Brief:
If a line in the data below contains the word "blank", copy it out.

(Collected data)
┄┄┄┄┄┄┄┄┄┄

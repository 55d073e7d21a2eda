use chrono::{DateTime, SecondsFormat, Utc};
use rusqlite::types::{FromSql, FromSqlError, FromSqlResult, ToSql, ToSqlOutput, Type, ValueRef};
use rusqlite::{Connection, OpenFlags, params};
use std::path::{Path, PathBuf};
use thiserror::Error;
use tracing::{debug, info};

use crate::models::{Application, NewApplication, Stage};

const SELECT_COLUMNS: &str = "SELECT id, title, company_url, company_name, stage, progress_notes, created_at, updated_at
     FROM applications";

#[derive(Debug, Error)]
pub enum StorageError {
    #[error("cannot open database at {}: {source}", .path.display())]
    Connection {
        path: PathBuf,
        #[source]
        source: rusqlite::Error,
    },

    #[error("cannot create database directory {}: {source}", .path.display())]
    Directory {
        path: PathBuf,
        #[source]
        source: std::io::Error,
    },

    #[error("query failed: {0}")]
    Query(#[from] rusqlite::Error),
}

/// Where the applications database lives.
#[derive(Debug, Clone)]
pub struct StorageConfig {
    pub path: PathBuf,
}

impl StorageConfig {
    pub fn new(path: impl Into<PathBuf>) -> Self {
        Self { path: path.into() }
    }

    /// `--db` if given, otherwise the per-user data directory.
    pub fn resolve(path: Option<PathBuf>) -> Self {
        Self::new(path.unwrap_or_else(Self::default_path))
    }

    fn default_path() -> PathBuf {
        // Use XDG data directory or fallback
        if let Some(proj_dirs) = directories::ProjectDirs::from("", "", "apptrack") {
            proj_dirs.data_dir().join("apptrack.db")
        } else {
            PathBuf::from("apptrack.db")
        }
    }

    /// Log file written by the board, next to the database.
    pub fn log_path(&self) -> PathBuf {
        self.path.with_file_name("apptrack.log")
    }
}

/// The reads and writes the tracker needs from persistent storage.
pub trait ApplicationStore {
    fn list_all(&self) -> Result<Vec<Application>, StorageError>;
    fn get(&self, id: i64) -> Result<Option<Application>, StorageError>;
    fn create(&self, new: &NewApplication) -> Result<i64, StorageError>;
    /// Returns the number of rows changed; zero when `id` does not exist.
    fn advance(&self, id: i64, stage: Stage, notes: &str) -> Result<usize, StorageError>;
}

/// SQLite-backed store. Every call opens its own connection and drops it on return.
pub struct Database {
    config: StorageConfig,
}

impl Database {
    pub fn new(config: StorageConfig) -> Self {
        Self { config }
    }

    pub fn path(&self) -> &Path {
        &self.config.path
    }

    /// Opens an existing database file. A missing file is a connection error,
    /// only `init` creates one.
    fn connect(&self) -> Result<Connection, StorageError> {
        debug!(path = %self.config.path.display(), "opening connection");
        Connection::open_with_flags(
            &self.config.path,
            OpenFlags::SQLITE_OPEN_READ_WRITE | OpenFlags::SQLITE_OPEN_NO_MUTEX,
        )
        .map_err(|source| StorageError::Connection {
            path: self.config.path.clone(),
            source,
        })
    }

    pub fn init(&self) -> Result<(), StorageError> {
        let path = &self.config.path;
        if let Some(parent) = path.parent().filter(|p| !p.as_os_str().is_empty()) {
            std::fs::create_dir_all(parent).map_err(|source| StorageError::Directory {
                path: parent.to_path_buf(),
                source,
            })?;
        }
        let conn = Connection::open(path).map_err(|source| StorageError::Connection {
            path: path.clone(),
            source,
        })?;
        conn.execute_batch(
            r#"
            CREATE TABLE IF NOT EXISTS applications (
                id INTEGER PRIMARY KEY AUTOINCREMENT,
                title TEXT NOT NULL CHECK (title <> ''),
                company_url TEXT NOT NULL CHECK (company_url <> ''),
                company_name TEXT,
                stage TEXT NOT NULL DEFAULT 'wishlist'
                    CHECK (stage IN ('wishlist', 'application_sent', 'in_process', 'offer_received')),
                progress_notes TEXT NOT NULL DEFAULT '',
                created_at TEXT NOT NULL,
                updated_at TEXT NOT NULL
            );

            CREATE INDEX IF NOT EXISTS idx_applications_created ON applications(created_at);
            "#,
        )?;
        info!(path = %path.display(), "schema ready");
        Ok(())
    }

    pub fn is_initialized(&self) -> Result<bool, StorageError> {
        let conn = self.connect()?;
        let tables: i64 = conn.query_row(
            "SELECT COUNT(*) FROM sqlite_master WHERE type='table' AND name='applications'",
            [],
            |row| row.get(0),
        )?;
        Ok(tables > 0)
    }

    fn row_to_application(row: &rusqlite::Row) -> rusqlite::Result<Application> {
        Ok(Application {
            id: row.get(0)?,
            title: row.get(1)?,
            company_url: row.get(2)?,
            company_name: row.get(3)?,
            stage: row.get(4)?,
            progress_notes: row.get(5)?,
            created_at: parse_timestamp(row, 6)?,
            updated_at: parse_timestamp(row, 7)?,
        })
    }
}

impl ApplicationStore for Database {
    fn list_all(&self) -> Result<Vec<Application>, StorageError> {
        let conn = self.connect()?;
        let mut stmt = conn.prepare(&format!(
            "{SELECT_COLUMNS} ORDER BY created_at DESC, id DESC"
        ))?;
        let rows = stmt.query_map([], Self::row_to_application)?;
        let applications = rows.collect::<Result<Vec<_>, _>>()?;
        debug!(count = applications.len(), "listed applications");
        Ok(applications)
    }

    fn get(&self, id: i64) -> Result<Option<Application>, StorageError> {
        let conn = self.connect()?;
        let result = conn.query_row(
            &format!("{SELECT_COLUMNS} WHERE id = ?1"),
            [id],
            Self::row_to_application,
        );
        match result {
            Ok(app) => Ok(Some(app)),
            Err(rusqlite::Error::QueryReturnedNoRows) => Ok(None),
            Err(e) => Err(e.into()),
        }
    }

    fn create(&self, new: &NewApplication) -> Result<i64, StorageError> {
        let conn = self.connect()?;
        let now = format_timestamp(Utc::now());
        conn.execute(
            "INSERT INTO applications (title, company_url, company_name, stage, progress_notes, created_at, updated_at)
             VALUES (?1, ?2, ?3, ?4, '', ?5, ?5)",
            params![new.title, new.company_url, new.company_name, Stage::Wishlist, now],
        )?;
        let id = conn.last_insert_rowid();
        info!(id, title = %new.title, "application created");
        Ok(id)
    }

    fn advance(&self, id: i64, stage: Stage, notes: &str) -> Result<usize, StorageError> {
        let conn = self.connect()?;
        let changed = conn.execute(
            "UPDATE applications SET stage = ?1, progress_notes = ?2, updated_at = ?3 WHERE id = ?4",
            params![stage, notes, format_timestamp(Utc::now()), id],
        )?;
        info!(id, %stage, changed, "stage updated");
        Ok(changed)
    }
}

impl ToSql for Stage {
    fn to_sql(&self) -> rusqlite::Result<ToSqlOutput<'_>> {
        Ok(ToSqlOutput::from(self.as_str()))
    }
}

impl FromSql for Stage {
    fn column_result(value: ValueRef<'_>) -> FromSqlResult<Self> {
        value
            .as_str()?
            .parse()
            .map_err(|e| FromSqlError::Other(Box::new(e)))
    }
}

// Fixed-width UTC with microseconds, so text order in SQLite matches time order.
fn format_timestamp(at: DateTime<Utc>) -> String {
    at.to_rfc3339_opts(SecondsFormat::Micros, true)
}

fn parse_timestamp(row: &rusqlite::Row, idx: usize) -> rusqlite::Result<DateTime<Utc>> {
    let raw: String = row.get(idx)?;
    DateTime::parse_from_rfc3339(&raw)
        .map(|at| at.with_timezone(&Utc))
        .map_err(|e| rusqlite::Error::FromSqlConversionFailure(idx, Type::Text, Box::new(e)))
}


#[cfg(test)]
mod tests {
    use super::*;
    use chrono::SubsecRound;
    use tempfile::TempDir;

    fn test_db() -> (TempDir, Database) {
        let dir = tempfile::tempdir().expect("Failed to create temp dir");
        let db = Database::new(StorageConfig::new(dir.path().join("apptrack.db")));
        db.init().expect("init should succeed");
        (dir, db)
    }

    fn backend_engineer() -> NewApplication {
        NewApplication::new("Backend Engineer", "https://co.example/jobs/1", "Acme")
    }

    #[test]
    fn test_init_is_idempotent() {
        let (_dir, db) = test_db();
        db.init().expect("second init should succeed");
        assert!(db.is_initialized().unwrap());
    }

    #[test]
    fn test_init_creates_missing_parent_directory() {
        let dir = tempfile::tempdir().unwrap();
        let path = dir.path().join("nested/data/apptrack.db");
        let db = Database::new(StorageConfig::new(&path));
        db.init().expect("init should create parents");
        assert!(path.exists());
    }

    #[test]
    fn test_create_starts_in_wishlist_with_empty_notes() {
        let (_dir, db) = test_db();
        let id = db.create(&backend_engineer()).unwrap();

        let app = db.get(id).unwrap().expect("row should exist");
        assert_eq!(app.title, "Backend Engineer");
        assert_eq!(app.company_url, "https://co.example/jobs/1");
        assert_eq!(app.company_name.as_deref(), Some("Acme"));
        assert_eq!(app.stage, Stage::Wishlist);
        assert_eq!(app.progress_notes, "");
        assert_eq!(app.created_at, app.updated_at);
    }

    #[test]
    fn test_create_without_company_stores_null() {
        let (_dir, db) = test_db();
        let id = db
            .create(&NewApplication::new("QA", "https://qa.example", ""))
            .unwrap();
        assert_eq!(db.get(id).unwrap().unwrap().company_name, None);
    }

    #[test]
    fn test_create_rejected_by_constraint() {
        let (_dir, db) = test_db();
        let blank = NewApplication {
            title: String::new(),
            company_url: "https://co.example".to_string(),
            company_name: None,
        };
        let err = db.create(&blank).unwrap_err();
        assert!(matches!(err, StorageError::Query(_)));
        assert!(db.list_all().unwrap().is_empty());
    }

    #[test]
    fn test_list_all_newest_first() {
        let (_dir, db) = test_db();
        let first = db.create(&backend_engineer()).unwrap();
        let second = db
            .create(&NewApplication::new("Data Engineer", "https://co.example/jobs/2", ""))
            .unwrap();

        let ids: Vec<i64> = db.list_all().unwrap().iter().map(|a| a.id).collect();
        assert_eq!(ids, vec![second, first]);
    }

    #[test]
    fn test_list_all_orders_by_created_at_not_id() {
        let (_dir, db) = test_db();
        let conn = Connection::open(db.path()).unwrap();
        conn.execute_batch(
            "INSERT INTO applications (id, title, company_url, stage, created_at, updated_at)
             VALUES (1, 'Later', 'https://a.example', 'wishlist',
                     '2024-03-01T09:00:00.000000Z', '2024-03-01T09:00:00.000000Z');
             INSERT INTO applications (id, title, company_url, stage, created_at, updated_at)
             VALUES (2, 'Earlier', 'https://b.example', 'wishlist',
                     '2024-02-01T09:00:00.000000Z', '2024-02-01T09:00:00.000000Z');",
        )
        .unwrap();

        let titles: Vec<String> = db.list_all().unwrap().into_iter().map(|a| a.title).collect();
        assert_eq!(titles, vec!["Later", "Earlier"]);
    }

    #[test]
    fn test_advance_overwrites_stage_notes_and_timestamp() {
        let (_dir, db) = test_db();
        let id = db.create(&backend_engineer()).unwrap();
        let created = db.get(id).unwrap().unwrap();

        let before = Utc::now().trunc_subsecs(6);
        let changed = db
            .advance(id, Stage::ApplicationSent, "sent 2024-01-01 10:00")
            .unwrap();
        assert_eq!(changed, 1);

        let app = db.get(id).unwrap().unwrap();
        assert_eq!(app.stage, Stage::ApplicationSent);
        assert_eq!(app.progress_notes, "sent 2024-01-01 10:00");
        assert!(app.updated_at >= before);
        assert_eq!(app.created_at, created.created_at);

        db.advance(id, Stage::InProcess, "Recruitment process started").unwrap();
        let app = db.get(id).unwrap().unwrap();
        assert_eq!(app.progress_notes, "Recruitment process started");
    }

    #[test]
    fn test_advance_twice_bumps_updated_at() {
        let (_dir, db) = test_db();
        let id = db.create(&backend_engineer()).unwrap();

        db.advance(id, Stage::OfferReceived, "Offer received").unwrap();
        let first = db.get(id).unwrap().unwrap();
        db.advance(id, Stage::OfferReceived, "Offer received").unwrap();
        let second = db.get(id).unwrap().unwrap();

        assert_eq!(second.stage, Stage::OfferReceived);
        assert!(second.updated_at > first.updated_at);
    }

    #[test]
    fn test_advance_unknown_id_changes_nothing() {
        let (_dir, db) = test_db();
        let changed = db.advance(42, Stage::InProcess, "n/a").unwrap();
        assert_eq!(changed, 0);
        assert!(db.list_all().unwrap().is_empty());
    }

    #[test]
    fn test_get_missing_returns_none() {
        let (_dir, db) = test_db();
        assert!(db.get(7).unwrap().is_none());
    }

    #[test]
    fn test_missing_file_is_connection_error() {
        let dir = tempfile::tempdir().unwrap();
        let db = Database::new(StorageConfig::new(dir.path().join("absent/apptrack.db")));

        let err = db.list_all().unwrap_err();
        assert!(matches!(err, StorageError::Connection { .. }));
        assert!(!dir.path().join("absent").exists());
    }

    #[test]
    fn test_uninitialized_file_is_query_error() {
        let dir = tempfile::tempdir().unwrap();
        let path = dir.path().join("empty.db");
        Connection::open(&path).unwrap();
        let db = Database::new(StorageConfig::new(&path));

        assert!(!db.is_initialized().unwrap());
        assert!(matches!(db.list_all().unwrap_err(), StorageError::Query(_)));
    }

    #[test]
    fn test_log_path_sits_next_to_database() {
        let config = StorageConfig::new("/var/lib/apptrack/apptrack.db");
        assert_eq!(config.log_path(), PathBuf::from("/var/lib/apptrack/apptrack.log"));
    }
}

┄┄┄┄┄┄┄┄┄┄

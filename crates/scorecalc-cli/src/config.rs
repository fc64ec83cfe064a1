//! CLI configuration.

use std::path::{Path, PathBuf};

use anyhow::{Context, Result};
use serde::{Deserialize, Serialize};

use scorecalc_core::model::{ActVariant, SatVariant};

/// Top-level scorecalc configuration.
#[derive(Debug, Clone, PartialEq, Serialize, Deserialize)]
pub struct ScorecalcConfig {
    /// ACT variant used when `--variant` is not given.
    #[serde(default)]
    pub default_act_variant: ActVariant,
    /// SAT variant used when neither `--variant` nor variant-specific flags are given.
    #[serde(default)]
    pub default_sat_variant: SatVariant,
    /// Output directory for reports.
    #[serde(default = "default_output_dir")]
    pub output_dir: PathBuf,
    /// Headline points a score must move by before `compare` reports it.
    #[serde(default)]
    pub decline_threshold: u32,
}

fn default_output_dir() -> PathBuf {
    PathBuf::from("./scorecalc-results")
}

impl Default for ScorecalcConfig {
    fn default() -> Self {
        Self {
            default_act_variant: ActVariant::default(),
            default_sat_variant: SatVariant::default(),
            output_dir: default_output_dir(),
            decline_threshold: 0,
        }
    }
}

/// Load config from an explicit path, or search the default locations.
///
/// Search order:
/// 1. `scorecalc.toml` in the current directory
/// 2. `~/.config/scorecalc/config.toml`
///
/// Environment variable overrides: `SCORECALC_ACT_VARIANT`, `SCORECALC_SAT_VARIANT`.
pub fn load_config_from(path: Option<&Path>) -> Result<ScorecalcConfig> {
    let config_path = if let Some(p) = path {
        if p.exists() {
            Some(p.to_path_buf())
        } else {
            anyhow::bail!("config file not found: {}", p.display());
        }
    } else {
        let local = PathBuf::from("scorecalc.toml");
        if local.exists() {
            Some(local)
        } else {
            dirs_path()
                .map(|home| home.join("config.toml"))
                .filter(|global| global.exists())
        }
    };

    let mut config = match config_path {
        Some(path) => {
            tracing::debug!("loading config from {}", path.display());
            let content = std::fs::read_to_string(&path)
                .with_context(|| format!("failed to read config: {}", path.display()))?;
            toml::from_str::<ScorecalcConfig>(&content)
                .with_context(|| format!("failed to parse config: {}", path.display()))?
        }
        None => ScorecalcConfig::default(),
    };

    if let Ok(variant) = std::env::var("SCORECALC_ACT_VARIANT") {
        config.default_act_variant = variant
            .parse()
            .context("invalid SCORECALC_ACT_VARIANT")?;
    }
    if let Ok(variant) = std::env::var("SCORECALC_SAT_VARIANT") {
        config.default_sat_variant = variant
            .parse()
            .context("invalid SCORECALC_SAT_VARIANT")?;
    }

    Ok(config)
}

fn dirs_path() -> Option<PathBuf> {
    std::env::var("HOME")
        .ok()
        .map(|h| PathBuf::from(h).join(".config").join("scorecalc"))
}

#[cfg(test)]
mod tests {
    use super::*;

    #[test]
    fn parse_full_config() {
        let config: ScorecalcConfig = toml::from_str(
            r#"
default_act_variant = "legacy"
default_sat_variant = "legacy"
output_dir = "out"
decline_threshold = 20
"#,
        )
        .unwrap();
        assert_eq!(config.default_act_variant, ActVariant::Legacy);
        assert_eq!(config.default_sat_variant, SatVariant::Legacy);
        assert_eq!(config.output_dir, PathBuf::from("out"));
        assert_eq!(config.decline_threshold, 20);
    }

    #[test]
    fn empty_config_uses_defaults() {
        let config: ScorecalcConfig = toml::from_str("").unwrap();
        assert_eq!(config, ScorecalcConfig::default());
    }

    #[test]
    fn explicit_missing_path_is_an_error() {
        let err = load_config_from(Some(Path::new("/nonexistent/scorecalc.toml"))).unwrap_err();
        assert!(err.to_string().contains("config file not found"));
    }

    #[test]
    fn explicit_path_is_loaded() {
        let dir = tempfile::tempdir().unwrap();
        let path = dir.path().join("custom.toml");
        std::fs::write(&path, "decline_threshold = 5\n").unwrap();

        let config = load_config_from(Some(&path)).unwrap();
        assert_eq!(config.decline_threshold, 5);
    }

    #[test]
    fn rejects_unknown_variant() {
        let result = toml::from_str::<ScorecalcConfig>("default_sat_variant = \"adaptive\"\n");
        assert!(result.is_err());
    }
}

┄┄┄┄┄┄┄┄┄┄

Answer:
        let blank = NewApplication {
        let err = db.create(&blank).unwrap_err();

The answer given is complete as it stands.